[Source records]
::::
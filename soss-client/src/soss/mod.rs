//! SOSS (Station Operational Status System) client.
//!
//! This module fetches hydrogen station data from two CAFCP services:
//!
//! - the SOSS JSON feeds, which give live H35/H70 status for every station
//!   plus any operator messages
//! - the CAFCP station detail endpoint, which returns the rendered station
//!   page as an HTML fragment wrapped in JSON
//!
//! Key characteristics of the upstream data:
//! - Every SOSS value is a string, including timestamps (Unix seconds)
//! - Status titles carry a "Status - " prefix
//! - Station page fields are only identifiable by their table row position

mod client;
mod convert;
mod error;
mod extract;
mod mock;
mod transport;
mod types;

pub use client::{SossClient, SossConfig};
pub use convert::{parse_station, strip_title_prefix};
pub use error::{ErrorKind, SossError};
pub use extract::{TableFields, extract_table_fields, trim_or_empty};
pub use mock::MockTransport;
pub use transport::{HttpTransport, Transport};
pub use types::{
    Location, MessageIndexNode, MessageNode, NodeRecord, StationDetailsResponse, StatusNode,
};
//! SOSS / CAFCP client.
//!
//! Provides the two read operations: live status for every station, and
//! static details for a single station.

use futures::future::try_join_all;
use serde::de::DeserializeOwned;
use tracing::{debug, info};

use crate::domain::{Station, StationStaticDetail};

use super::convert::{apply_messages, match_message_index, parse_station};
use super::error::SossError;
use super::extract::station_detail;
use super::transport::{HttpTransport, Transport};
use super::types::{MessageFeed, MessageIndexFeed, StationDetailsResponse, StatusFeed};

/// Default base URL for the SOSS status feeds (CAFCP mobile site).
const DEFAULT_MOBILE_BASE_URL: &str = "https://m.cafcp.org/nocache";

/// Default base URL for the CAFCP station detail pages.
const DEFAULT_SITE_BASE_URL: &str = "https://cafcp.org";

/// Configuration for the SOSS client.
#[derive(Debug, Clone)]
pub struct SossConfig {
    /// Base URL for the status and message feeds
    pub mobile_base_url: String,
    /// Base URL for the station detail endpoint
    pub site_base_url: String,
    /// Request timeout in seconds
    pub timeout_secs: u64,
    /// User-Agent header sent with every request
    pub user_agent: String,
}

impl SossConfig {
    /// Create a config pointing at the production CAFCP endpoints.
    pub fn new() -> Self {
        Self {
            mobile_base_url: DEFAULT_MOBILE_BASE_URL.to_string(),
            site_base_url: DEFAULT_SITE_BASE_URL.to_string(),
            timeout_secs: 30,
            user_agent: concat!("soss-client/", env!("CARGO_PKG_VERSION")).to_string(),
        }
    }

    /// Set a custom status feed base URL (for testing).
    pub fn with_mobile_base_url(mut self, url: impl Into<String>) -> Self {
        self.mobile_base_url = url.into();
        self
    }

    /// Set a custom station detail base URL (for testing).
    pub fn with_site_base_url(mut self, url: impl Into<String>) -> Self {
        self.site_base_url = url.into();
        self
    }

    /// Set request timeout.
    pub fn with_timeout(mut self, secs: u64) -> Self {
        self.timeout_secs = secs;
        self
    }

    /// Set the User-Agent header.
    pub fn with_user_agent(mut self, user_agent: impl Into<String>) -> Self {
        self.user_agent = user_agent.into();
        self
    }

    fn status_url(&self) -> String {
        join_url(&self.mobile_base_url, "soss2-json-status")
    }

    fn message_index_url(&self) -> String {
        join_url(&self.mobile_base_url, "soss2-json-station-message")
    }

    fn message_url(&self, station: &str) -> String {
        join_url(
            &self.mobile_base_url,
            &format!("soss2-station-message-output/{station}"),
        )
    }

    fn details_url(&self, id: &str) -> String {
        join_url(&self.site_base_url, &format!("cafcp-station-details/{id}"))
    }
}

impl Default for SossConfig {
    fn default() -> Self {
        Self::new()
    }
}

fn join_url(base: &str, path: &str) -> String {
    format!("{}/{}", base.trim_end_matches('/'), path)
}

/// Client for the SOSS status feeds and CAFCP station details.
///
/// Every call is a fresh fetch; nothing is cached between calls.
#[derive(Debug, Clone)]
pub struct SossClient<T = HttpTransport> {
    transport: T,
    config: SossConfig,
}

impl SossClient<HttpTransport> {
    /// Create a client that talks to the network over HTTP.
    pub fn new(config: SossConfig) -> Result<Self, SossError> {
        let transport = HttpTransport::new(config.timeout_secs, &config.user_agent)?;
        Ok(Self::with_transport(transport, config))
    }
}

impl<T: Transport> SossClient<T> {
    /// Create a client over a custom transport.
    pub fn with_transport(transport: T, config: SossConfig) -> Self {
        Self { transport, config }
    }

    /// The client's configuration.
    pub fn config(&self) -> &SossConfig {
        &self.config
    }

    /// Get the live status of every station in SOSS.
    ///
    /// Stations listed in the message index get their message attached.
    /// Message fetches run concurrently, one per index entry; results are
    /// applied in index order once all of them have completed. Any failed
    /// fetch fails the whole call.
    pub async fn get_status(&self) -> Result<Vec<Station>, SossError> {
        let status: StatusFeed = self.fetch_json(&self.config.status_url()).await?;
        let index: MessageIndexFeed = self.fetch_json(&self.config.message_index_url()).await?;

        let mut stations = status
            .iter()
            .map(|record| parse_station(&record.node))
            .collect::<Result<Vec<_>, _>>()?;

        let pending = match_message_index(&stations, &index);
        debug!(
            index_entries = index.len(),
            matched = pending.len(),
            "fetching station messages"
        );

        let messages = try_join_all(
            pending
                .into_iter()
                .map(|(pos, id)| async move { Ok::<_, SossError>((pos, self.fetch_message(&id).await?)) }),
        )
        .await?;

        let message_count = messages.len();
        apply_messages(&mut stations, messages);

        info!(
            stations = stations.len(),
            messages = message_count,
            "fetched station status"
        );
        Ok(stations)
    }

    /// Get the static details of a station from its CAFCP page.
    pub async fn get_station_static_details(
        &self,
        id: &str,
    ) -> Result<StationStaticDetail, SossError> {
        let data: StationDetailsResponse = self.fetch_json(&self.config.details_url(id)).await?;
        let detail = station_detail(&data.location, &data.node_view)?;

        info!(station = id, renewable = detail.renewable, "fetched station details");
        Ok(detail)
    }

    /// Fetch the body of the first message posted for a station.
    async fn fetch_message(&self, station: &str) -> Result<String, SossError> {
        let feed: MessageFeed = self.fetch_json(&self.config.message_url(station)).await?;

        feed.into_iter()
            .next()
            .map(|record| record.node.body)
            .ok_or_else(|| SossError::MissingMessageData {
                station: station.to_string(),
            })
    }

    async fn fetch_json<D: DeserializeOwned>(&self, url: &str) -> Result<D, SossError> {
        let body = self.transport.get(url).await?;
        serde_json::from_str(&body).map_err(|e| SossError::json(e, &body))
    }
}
::::
### GOAL OF THE EXERCISE
Copy range, inclusive: the line holding "a single station." to the line holding "use super::error::SossError;". Reproduce exactly those lines of the records above and no others.

### EXERCISE OUTPUT
//! static details for a single station.

use futures::future::try_join_all;
use serde::de::DeserializeOwned;
use tracing::{debug, info};

use crate::domain::{Station, StationStaticDetail};

use super::convert::{apply_messages, match_message_index, parse_station};
use super::error::SossError;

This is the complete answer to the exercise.